• [Problem to solve]:
Work out how many lines of the data hold the string "measured", and reply with that number alone.

◆ ◆ ◆ ◆

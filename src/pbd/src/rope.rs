use crate::collider::ColliderRef;
use crate::model::PhysicalModel;
use crate::object::PbdObject;
use crate::particle::BufRef;
use crate::solver::IntegrationScheme;
use crate::V3;

const PARTICLES_PER_ROPE: usize = 10;

/// A row of ropes plus the proximity query that connector constraints
/// are built from.
pub struct RopeManager {
	ropes: Vec<PbdObject>,
}

impl RopeManager {
	/// `count` ropes of ten particles each, spaced `size` apart along
	/// the rope and hung in a row starting at `anchor`.
	pub fn new(
		count: usize,
		size: f32,
		anchor: V3,
		scheme: IntegrationScheme,
	) -> Self {
		let rope_gap = 12. * size;
		let ropes = (0..count)
			.map(|i| {
				let row_anchor = anchor - V3::new(i as f32 * rope_gap, 0., 0.);
				PbdObject::from_model(
					PhysicalModel::rope(PARTICLES_PER_ROPE, size, row_anchor),
					scheme,
				)
			})
			.collect();
		Self { ropes }
	}

	/// Nearest rope particle within `threshold` of `pos` across every
	/// rope, as an index into the returned buffer. `None` when nothing
	/// qualifies.
	pub fn closest_particle(
		&self,
		pos: V3,
		threshold: f32,
	) -> Option<(usize, BufRef)> {
		let mut best: Option<(usize, BufRef)> = None;
		let mut best_distance = threshold;
		for rope in self.ropes.iter() {
			let buffer = rope.buffer();
			let buf = buffer.read().unwrap();
			for (i, p) in buf.positions.iter().enumerate() {
				let dist = (pos - p).norm();
				if dist < best_distance {
					best_distance = dist;
					best = Some((i, rope.buffer()));
				}
			}
		}
		best
	}

	/// Gravity plus one sub-step for every rope.
	pub fn time_step(&mut self, gravity: V3, dt: f32) {
		for rope in self.ropes.iter_mut() {
			rope.add_force(gravity);
			rope.time_step(dt, false);
		}
	}

	pub fn reinitialize(&mut self, scheme: IntegrationScheme) {
		for rope in self.ropes.iter_mut() {
			rope.reinitialize(scheme);
		}
	}

	pub fn set_colliders(&mut self, colliders: Vec<ColliderRef>) {
		for rope in self.ropes.iter_mut() {
			rope.solver.set_colliders(colliders.clone());
		}
	}

	pub fn set_constraint_iterations(&mut self, iterations: usize) {
		for rope in self.ropes.iter_mut() {
			rope.solver.set_constraint_iterations(iterations);
		}
	}

	pub fn set_drag_constant(&mut self, drag_constant: f32) {
		for rope in self.ropes.iter_mut() {
			rope.solver.set_drag_constant(drag_constant);
		}
	}

	pub fn ropes(&self) -> &[PbdObject] {
		&self.ropes
	}
}
use tracing::info;

use protocol::pr_model::{PrConstraint, PrModel, PrParticle};

use crate::constraint::DistanceConstraint;
use crate::model::PhysicalModel;
use crate::particle::{BufRef, ParticleBuffer};
use crate::solver::{IntegrationScheme, Solver};
use crate::V3;

/// One particle network: owns its buffer, its constraint list, and the
/// solver that advances it. Constraints appended past the base topology
/// are connectors and can be dropped in bulk.
pub struct PbdObject {
	particles: BufRef,
	constraints: Vec<DistanceConstraint>,
	base_constraints: usize,
	rest_positions: Vec<V3>,
	pub solver: Solver,
}

impl PbdObject {
	pub fn from_model(model: PhysicalModel, scheme: IntegrationScheme) -> Self {
		info!(
			"object: {} particles, {} edges",
			model.positions.len(),
			model.edges.len()
		);
		let rest_positions = model.positions.clone();
		let particles = ParticleBuffer::new_ref(
			model.positions,
			model.masses,
			model.movables,
		);
		let constraints: Vec<_> = model
			.edges
			.into_iter()
			.map(|(p1, p2)| {
				DistanceConstraint::new(
					p1,
					particles.clone(),
					p2,
					particles.clone(),
				)
			})
			.collect();
		let base_constraints = constraints.len();
		let solver = Solver::new(scheme, particles.clone());
		Self {
			particles,
			constraints,
			base_constraints,
			rest_positions,
			solver,
		}
	}

	/// Advance one simulation sub-step.
	pub fn time_step(&mut self, dt: f32, drag_enabled: bool) {
		self.solver.step(dt, drag_enabled, &self.constraints);
	}

	/// Uniform external force (e.g. gravity), consumed by the next step.
	pub fn add_force(&mut self, direction: V3) {
		self.particles.write().unwrap().add_force(direction);
	}

	/// Back to the rest layout with cleared motion state. Constraints
	/// keep the rest distances measured at original construction.
	pub fn reinitialize(&mut self, scheme: IntegrationScheme) {
		self.solver.set_integration_scheme(scheme);
		self.solver.set_to_first_time_step();
		self.particles
			.write()
			.unwrap()
			.reset_positions(&self.rest_positions);
	}

	/// Intra-object edge, rest distance measured from current separation.
	pub fn make_constraint(&mut self, p1: usize, p2: usize) {
		self.constraints.push(DistanceConstraint::new(
			p1,
			self.particles.clone(),
			p2,
			self.particles.clone(),
		));
	}

	/// Cross-object connector with an explicit rest distance.
	pub fn connect(&mut self, p: usize, other: BufRef, q: usize, rest: f32) {
		self.constraints.push(DistanceConstraint::new_with_rest(
			p,
			self.particles.clone(),
			q,
			other,
			rest,
		));
	}

	/// Drop every constraint appended after the base topology.
	pub fn remove_connectors(&mut self) {
		self.constraints.truncate(self.base_constraints);
	}

	pub fn buffer(&self) -> BufRef {
		self.particles.clone()
	}

	pub fn len(&self) -> usize {
		self.particles.read().unwrap().len()
	}

	pub fn is_empty(&self) -> bool {
		self.len() == 0
	}

	pub fn position(&self, i: usize) -> V3 {
		self.particles.read().unwrap().positions[i]
	}

	pub fn constraint_count(&self) -> usize {
		self.constraints.len()
	}

	pub fn base_constraint_count(&self) -> usize {
		self.base_constraints
	}

	pub fn pr_particles(&self) -> Vec<PrParticle> {
		self.particles
			.read()
			.unwrap()
			.positions
			.iter()
			.map(|p| PrParticle {
				pos: [p.x, p.y, p.z],
			})
			.collect()
	}

	/// Drawable edges. Connectors reference a foreign buffer, so their
	/// second index means nothing to a per-object view and they are left
	/// out.
	pub fn pr_constraints(&self) -> Vec<PrConstraint> {
		self.constraints
			.iter()
			.filter(|c| !c.is_connector())
			.map(|c| {
				let (p1, p2) = c.endpoints();
				PrConstraint {
					particles: [p1, p2],
				}
			})
			.collect()
	}

	pub fn pr_model(&self) -> PrModel {
		PrModel {
			particles: self.pr_particles(),
			constraints: self.pr_constraints(),
		}
	}
}
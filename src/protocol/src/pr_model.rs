// pr_model: particle network snapshot for rendering

use serde::{Deserialize, Serialize};

#[derive(Clone, Copy, Debug, Serialize, Deserialize)]
pub struct PrParticle {
	pub pos: [f32; 3],
}

/// One drawable edge, endpoints as indices into `PrModel::particles`.
#[derive(Clone, Copy, Debug, Serialize, Deserialize)]
pub struct PrConstraint {
	pub particles: [usize; 2],
}

#[derive(Clone, Debug, Default, Serialize, Deserialize)]
pub struct PrModel {
	pub particles: Vec<PrParticle>,
	pub constraints: Vec<PrConstraint>,
}
use crate::model::PhysicalModel;
use crate::object::PbdObject;
use crate::rope::RopeManager;
use crate::solver::IntegrationScheme;
use crate::V3;

/// Arm tip slots in the character model.
const ARM_TIPS: [usize; 4] = [8, 9, 10, 11];

/// Articulated character whose arms can latch onto nearby rope
/// particles via connector constraints. Each arm holds at most one
/// connector at a time.
pub struct Character {
	pub object: PbdObject,
	arm_connected: [bool; 4],
}

impl Character {
	pub fn new(
		size: f32,
		arm_length: f32,
		center: V3,
		scheme: IntegrationScheme,
	) -> Self {
		Self {
			object: PbdObject::from_model(
				PhysicalModel::character(size, arm_length, center),
				scheme,
			),
			arm_connected: [false; 4],
		}
	}

	/// Hook every free arm onto the nearest rope particle within
	/// `threshold`. Arms that are already connected are skipped, so a
	/// repeated call is a no-op until the connectors are released.
	pub fn apply_connector_constraints(
		&mut self,
		ropes: &RopeManager,
		threshold: f32,
	) {
		for (slot, arm) in ARM_TIPS.iter().enumerate() {
			if self.arm_connected[slot] {
				continue;
			}
			let arm_pos = self.object.position(*arm);
			if let Some((id, buffer)) = ropes.closest_particle(arm_pos, threshold)
			{
				// zero rest distance snaps the arm onto the particle
				self.object.connect(*arm, buffer, id, 0f32);
				self.arm_connected[slot] = true;
			}
		}
	}

	/// Let go of every rope at once.
	pub fn remove_connector_constraints(&mut self) {
		self.object.remove_connectors();
		self.arm_connected = [false; 4];
	}

	pub fn connected_arms(&self) -> usize {
		self.arm_connected.iter().filter(|c| **c).count()
	}
}
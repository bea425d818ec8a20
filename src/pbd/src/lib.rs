//! Position-based particle dynamics: Verlet integration, iterative
//! distance-constraint relaxation, analytic collider resolution.

pub mod character;
pub mod cloth;
pub mod collider;
pub mod constraint;
pub mod model;
pub mod object;
pub mod particle;
pub mod rope;
pub mod solver;
pub mod world;

pub type V3 = nalgebra::Vector3<f32>;
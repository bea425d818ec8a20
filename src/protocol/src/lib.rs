pub mod pr_model;
use pr_model::PrModel;

use serde::{Deserialize, Serialize};

#[derive(Clone, Debug, Serialize, Deserialize)]
pub enum Message {
	WorldUpdate(PrModel),
	Nop,
}

impl Message {
	pub fn to_bytes(&self) -> Vec<u8> {
		bincode::serialize(&self).unwrap()
	}

	pub fn from_bytes(bytes: &[u8]) -> Self {
		bincode::deserialize(bytes).unwrap()
	}
}
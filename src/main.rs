use std::io::{self, BufRead, Write};

use clap::Parser;
use dtrip::catalog;
use dtrip::cli::{Cli, Command, TicketCommand};
use dtrip::config::Config;
use dtrip::fare::Party;
use dtrip::geo::GeoPoint;
use dtrip::rally::{CollectionStatus, Rally};
use dtrip::report;
use dtrip::store::ticket::PassTicket;
use dtrip::store::StampStore;
use dtrip::util;

fn parse_location(at: Option<&str>) -> Option<GeoPoint> {
    at.map(|raw| {
        raw.parse().unwrap_or_else(|e| {
            eprintln!("Invalid location '{raw}': {e}");
            std::process::exit(1);
        })
    })
}

fn open_store(config: &Config) -> StampStore {
    StampStore::open(config.db_path.as_deref()).unwrap_or_else(|e| {
        eprintln!("Error opening stamp store: {e}");
        std::process::exit(1);
    })
}

fn open_rally(config: &Config) -> Rally {
    Rally::with_radius_m(open_store(config), config.radius_m)
}

fn confirm(prompt: &str) -> bool {
    print!("{prompt} [y/N] ");
    if io::stdout().flush().is_err() {
        return false;
    }

    let mut answer = String::new();
    if io::stdin().lock().read_line(&mut answer).is_err() {
        return false;
    }

    matches!(answer.trim(), "y" | "Y")
}

fn print_collection_log(store: &StampStore) {
    let records = store.list_collected();
    if records.is_empty() {
        return;
    }

    println!("\ncollection log:");
    for record in records {
        let when = chrono::DateTime::parse_from_rfc3339(&record.collected_at)
            .map(|dt| dt.format("%Y-%m-%d %H:%M:%S").to_string())
            .unwrap_or_else(|_| "unknown".to_string());

        let name = catalog::find(record.stamp_id)
            .map(|place| place.name)
            .unwrap_or("unknown place");

        println!("  {when}  {name} (#{})", record.stamp_id);
    }
}

fn main() {
    let cli = Cli::parse();

    match cli.command {
        Command::Status(args) => {
            let config = Config::load(args.json, args.verbose, args.radius);
            let user = parse_location(args.at.as_deref());
            let rally = open_rally(&config);

            let status_report = report::build(&rally, user);
            report::print(&status_report, &config);

            if config.verbose && !config.json_output {
                print_collection_log(rally.store());
            }
        }
        Command::Collect(args) => {
            let config = Config::load(false, false, args.radius);
            let user = parse_location(args.at.as_deref());
            let mut rally = open_rally(&config);

            let Some(place) = catalog::find(args.id) else {
                eprintln!("No stamp place with id {}", args.id);
                std::process::exit(1);
            };

            // the gate is advisory: warn when out of position, record anyway
            match rally.status(place, user) {
                CollectionStatus::OutOfRange { distance_km } => {
                    eprintln!(
                        "warning: {} away from {}, collecting anyway",
                        util::format_distance(distance_km),
                        place.name
                    );
                }
                CollectionStatus::Unknown => {
                    eprintln!("warning: no location given, collecting without a proximity check");
                }
                _ => {}
            }

            if rally.collect(args.id) {
                let progress = rally.progress();
                println!(
                    "collected: {} ({} / {})",
                    place.name, progress.collected, progress.total
                );
            } else {
                println!("already collected: {}", place.name);
            }
        }
        Command::Remove(args) => {
            let config = Config::load(false, false, None);
            let mut rally = open_rally(&config);

            let Some(place) = catalog::find(args.id) else {
                eprintln!("No stamp place with id {}", args.id);
                std::process::exit(1);
            };

            rally.remove(args.id);
            println!("removed: {}", place.name);
        }
        Command::Progress(args) => {
            let config = Config::load(args.json, false, None);
            let rally = open_rally(&config);
            let progress = rally.progress();

            if config.json_output {
                println!(
                    "{}",
                    serde_json::to_string_pretty(&progress).unwrap_or_else(|_| String::from("{}"))
                );
            } else {
                println!(
                    "{} / {} stamps ({}%)",
                    progress.collected, progress.total, progress.percentage
                );
            }
        }
        Command::Reset(args) => {
            let config = Config::load(false, false, None);
            let mut rally = open_rally(&config);
            let collected = rally.progress().collected;

            if collected == 0 {
                println!("nothing collected yet");
                return;
            }

            if !args.yes && !confirm(&format!("Clear {collected} collected stamps?")) {
                println!("aborted");
                return;
            }

            rally.store_mut().reset_all();
            println!("cleared {collected} stamps");
        }
        Command::Ticket(TicketCommand::Buy(args)) => {
            let config = Config::load(false, false, None);

            let party = Party::new(args.adults, args.children);
            if let Err(e) = party.validate() {
                eprintln!("{e}");
                std::process::exit(1);
            }

            let date: chrono::NaiveDate = args.date.parse().unwrap_or_else(|_| {
                eprintln!("Invalid date '{}'. Use YYYY-MM-DD.", args.date);
                std::process::exit(1);
            });

            let total = party.total_fare();
            let prompt = format!("Pay {} for {}?", util::format_krw(total), party.label());
            if !args.yes && !confirm(&prompt) {
                println!("aborted");
                return;
            }

            let ticket = PassTicket::new(date, party);
            let mut store = open_store(&config);
            store.save_ticket(&ticket);

            println!("booked: {} / {} / {}", date, party.label(), util::format_krw(total));
            println!("check-in code: {}", ticket.checkin_code());
        }
        Command::Ticket(TicketCommand::Show(args)) => {
            let config = Config::load(args.json, false, None);
            let store = open_store(&config);

            match store.load_ticket() {
                Some(ticket) => {
                    if config.json_output {
                        println!(
                            "{}",
                            serde_json::to_string_pretty(&ticket)
                                .unwrap_or_else(|_| String::from("{}"))
                        );
                    } else {
                        let party = ticket.party();
                        println!("DTRIP day pass");
                        println!("  date:       {}", ticket.travel_date.format("%m/%d"));
                        println!("  travellers: {}", party.label());
                        println!("  fare:       {}", util::format_krw(party.total_fare()));
                        println!("  check-in:   {}", ticket.checkin_code());
                    }
                }
                None => {
                    println!("No pass booked. Run 'dtrip ticket buy' to purchase one.");
                }
            }
        }
    }
}
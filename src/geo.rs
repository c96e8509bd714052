//! Coordinate math for the stamp map.

use std::str::FromStr;

use serde::{Deserialize, Serialize};

/// Mean Earth radius in kilometers.
pub const EARTH_RADIUS_KM: f64 = 6371.0;

/// A latitude/longitude pair in degrees.
///
/// Used both for catalog places and for the user's current position.
#[derive(Debug, Clone, Copy, PartialEq, Serialize, Deserialize)]
pub struct GeoPoint {
    pub lat: f64,
    pub lng: f64,
}

impl GeoPoint {
    pub fn new(lat: f64, lng: f64) -> Self {
        GeoPoint { lat, lng }
    }
}

/// Great-circle distance between two points in kilometers.
///
/// Haversine in the atan2 form. Inputs are not range-checked here; the CLI
/// parse edge rejects malformed coordinates before they reach the math.
pub fn distance_km(a: GeoPoint, b: GeoPoint) -> f64 {
    let d_lat = (b.lat - a.lat).to_radians();
    let d_lng = (b.lng - a.lng).to_radians();

    let h = (d_lat / 2.0).sin().powi(2)
        + a.lat.to_radians().cos() * b.lat.to_radians().cos() * (d_lng / 2.0).sin().powi(2);

    2.0 * EARTH_RADIUS_KM * h.sqrt().atan2((1.0 - h).sqrt())
}

impl FromStr for GeoPoint {
    type Err = String;

    /// Parses `"lat,lng"`, e.g. `"36.3504,127.3845"`. This is the one place
    /// coordinate ranges are enforced.
    fn from_str(s: &str) -> Result<Self, Self::Err> {
        let parts: Vec<&str> = s.splitn(2, ',').collect();
        if parts.len() != 2 {
            return Err(format!("expected \"lat,lng\", got '{s}'"));
        }

        let lat: f64 = parts[0]
            .trim()
            .parse()
            .map_err(|_| format!("latitude '{}' is not a number", parts[0].trim()))?;
        let lng: f64 = parts[1]
            .trim()
            .parse()
            .map_err(|_| format!("longitude '{}' is not a number", parts[1].trim()))?;

        if !(-90.0..=90.0).contains(&lat) {
            return Err(format!("latitude {lat} is outside [-90, 90]"));
        }
        if !(-180.0..=180.0).contains(&lng) {
            return Err(format!("longitude {lng} is outside [-180, 180]"));
        }

        Ok(GeoPoint { lat, lng })
    }
}
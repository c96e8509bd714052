use chrono::{NaiveDate, TimeZone, Utc};
use tempfile::TempDir;

use dtrip::fare::{FareError, Party, MAX_PARTY_SIZE, PRICE_ADULT, PRICE_CHILD};
use dtrip::store::ticket::PassTicket;
use dtrip::store::StampStore;

fn travel_date() -> NaiveDate {
    NaiveDate::from_ymd_opt(2026, 8, 15).unwrap()
}

fn temp_store(dir: &TempDir) -> StampStore {
    StampStore::open(Some(&dir.path().join("dtrip.db"))).expect("open store")
}

#[test]
fn fare_adds_up_per_traveller() {
    let party = Party::new(2, 1);
    assert_eq!(party.total_fare(), 2 * PRICE_ADULT + PRICE_CHILD);
    assert_eq!(party.total_fare(), 50_000);
}

#[test]
fn empty_party_is_rejected() {
    assert_eq!(Party::new(0, 0).validate(), Err(FareError::EmptyParty));
}

#[test]
fn party_over_the_cap_is_rejected() {
    assert_eq!(
        Party::new(5, 5).validate(),
        Err(FareError::PartyTooLarge(10))
    );
}

#[test]
fn party_at_the_cap_is_allowed() {
    let party = Party::new(MAX_PARTY_SIZE - 2, 2);
    assert_eq!(party.size(), MAX_PARTY_SIZE);
    assert!(party.validate().is_ok());
}

#[test]
fn party_label_matches_the_app_copy() {
    assert_eq!(Party::new(2, 1).label(), "성인 2, 어린이 1");
    assert_eq!(Party::new(2, 0).label(), "성인 2");
    assert_eq!(Party::new(0, 3).label(), "어린이 3");
    assert_eq!(Party::new(0, 0).label(), "인원 미선택");
}

#[test]
fn wallet_is_empty_before_any_purchase() {
    let dir = TempDir::new().unwrap();
    let store = temp_store(&dir);

    assert!(store.load_ticket().is_none());
}

#[test]
fn buying_again_replaces_the_booking() {
    let dir = TempDir::new().unwrap();
    let mut store = temp_store(&dir);

    store.save_ticket(&PassTicket::new(travel_date(), Party::new(1, 0)));
    store.save_ticket(&PassTicket::new(travel_date(), Party::new(2, 2)));

    let ticket = store.load_ticket().expect("booking present");
    assert_eq!(ticket.adults, 2);
    assert_eq!(ticket.children, 2);
}

#[test]
fn booking_survives_reopen() {
    let dir = TempDir::new().unwrap();

    {
        let mut store = temp_store(&dir);
        store.save_ticket(&PassTicket::new(travel_date(), Party::new(2, 1)));
    }

    let reopened = temp_store(&dir);
    let ticket = reopened.load_ticket().expect("booking present");
    assert_eq!(ticket.travel_date, travel_date());
    assert_eq!(ticket.party(), Party::new(2, 1));
}

#[test]
fn clear_cancels_the_booking() {
    let dir = TempDir::new().unwrap();
    let mut store = temp_store(&dir);

    store.save_ticket(&PassTicket::new(travel_date(), Party::new(1, 1)));
    store.clear_ticket();

    assert!(store.load_ticket().is_none());
}

#[test]
fn checkin_code_encodes_purchase_and_party() {
    let purchased_at = Utc.with_ymd_and_hms(2026, 8, 7, 9, 30, 0).unwrap();
    let ticket = PassTicket {
        travel_date: travel_date(),
        adults: 2,
        children: 1,
        purchased_at,
    };

    assert_eq!(
        ticket.checkin_code(),
        format!("DTRIP-{}-2-1", purchased_at.timestamp_millis())
    );
}

#[test]
fn tickets_and_stamps_share_a_database() {
    let dir = TempDir::new().unwrap();
    let mut store = temp_store(&dir);

    store.collect(1);
    store.save_ticket(&PassTicket::new(travel_date(), Party::new(1, 0)));

    assert!(store.is_collected(1));
    assert!(store.load_ticket().is_some());

    // resetting stamps never touches the booking
    store.reset_all();
    assert!(store.load_ticket().is_some());
}
pub mod json;
pub mod table;

use serde::Serialize;

use crate::catalog;
use crate::config::Config;
use crate::geo::GeoPoint;
use crate::rally::{CollectionStatus, Rally};
use crate::store::Progress;

/// One row of the status report.
#[derive(Serialize)]
pub struct PlaceStatus {
    pub id: u32,
    pub name: &'static str,
    pub era: &'static str,
    pub address: &'static str,
    pub status: CollectionStatus,
}

/// Everything the status screen shows: per-place rows plus the progress bar.
#[derive(Serialize)]
pub struct StatusReport {
    pub places: Vec<PlaceStatus>,
    pub progress: Progress,
}

pub fn build(rally: &Rally, user: Option<GeoPoint>) -> StatusReport {
    let places = catalog::places()
        .iter()
        .map(|place| PlaceStatus {
            id: place.id,
            name: place.name,
            era: place.era.label(),
            address: place.address,
            status: rally.status(place, user),
        })
        .collect();

    StatusReport {
        places,
        progress: rally.progress(),
    }
}

pub fn print(report: &StatusReport, config: &Config) {
    if config.json_output {
        println!("{}", json::render(report));
    } else {
        print!("{}", table::render(report));
    }
}
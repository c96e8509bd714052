//! SQLite-backed stamp collection state.
//!
//! Persists collected stamps to a local database with two tables:
//! - stamps: stamp_id, collected_at (RFC 3339)
//! - pass_ticket: the single purchased day pass (see `ticket`)
//!
//! Rowid order is insertion order, which is the order `list_collected`
//! reports. A database that cannot be opened or read is treated as empty
//! state rather than an error: every operation degrades to its safe
//! default so a broken file never reaches the caller as a failure.

pub mod ticket;

use std::path::{Path, PathBuf};

use chrono::Utc;
use rusqlite::{params, Connection};
use serde::Serialize;

/// One collected stamp as stored on disk.
#[derive(Debug, Clone, PartialEq, Eq, Serialize)]
pub struct CollectionRecord {
    pub stamp_id: u32,
    pub collected_at: String,
}

/// Progress over a catalog of `total` places. Derived on demand, never stored.
#[derive(Debug, Clone, Copy, PartialEq, Eq, Serialize)]
pub struct Progress {
    pub collected: usize,
    pub total: usize,
    pub percentage: u8,
}

/// Get the database path (~/.local/share/dtrip/dtrip.db or platform equivalent)
pub fn default_db_path() -> Result<PathBuf, Box<dyn std::error::Error>> {
    let data_dir = directories::ProjectDirs::from("", "", "dtrip")
        .ok_or("Could not determine data directory")?
        .data_dir()
        .to_path_buf();

    std::fs::create_dir_all(&data_dir)?;
    Ok(data_dir.join("dtrip.db"))
}

fn init_schema(conn: &Connection) -> rusqlite::Result<()> {
    conn.execute(
        "CREATE TABLE IF NOT EXISTS stamps (
            id INTEGER PRIMARY KEY AUTOINCREMENT,
            stamp_id INTEGER NOT NULL UNIQUE,
            collected_at TEXT NOT NULL
        )",
        [],
    )?;

    conn.execute(
        "CREATE TABLE IF NOT EXISTS pass_ticket (
            id INTEGER PRIMARY KEY CHECK (id = 1),
            travel_date TEXT NOT NULL,
            adults INTEGER NOT NULL,
            children INTEGER NOT NULL,
            purchased_at TEXT NOT NULL
        )",
        [],
    )?;

    Ok(())
}

// storage faults degrade to the safe default instead of reaching the caller
fn fallback<T>(op: &str, result: rusqlite::Result<T>, default: T) -> T {
    match result {
        Ok(value) => value,
        Err(e) => {
            eprintln!("warning: stamp store {op} failed: {e}");
            default
        }
    }
}

/// Database handle. Open once per command, reuse across all operations.
pub struct StampStore {
    conn: Connection,
}

impl StampStore {
    /// Open the store, preferring `db_path` and falling back to the
    /// platform data directory.
    ///
    /// A database that cannot be opened or initialized is treated as empty
    /// state: the command continues on a transient in-memory store and the
    /// problem is reported on stderr.
    pub fn open(db_path: Option<&Path>) -> Result<StampStore, Box<dyn std::error::Error>> {
        match Self::open_at(db_path) {
            Ok(store) => Ok(store),
            Err(e) => {
                eprintln!("warning: stamp database unavailable ({e}); starting from empty state");
                Self::open_in_memory()
            }
        }
    }

    fn open_at(db_path: Option<&Path>) -> Result<StampStore, Box<dyn std::error::Error>> {
        let path = match db_path {
            Some(p) => {
                if let Some(parent) = p.parent() {
                    std::fs::create_dir_all(parent)?;
                }
                p.to_path_buf()
            }
            None => default_db_path()?,
        };

        let conn = Connection::open(path)?;
        init_schema(&conn)?;
        Ok(StampStore { conn })
    }

    /// Transient store: used by tests and as the corrupt-database fallback.
    pub fn open_in_memory() -> Result<StampStore, Box<dyn std::error::Error>> {
        let conn = Connection::open_in_memory()?;
        init_schema(&conn)?;
        Ok(StampStore { conn })
    }

    /// True iff a collection record exists for this stamp.
    pub fn is_collected(&self, stamp_id: u32) -> bool {
        let result = self.conn.query_row(
            "SELECT EXISTS(SELECT 1 FROM stamps WHERE stamp_id = ?1)",
            params![stamp_id],
            |row| row.get(0),
        );

        fallback("lookup", result, false)
    }

    /// Record a stamp as collected now. Returns false, changing nothing,
    /// when the stamp was already collected.
    pub fn collect(&mut self, stamp_id: u32) -> bool {
        let collected_at = Utc::now().to_rfc3339();
        let result = self.conn.execute(
            "INSERT OR IGNORE INTO stamps (stamp_id, collected_at) VALUES (?1, ?2)",
            params![stamp_id, collected_at],
        );

        fallback("insert", result.map(|rows| rows == 1), false)
    }

    /// Remove a collection record. Tolerant: removing a stamp that was
    /// never collected is a no-op and still reports success.
    pub fn remove(&mut self, stamp_id: u32) -> bool {
        let result = self
            .conn
            .execute("DELETE FROM stamps WHERE stamp_id = ?1", params![stamp_id]);

        fallback("delete", result.map(|_| true), true)
    }

    /// All collection records, oldest first. Empty when nothing is collected.
    pub fn list_collected(&self) -> Vec<CollectionRecord> {
        fallback("select", self.query_collected(), Vec::new())
    }

    fn query_collected(&self) -> rusqlite::Result<Vec<CollectionRecord>> {
        let mut stmt = self
            .conn
            .prepare("SELECT stamp_id, collected_at FROM stamps ORDER BY id")?;

        let records = stmt
            .query_map([], |row| {
                Ok(CollectionRecord {
                    stamp_id: row.get(0)?,
                    collected_at: row.get(1)?,
                })
            })?
            .collect::<Result<Vec<_>, _>>()?;

        Ok(records)
    }

    /// Progress snapshot against a catalog of `total` places.
    ///
    /// Percentage is round-half-up on the real value; 0 when `total` is 0.
    pub fn progress(&self, total: usize) -> Progress {
        let collected = self.list_collected().len();
        let percentage = if total > 0 {
            ((collected as f64 / total as f64) * 100.0).round() as u8
        } else {
            0
        };

        Progress {
            collected,
            total,
            percentage,
        }
    }

    /// Drop every collection record, as if nothing was ever collected.
    pub fn reset_all(&mut self) {
        let result = self.conn.execute("DELETE FROM stamps", []);
        fallback("reset", result.map(|_| ()), ());
    }
}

◆ ◆ ◆ ◆

• [Answer box]:
2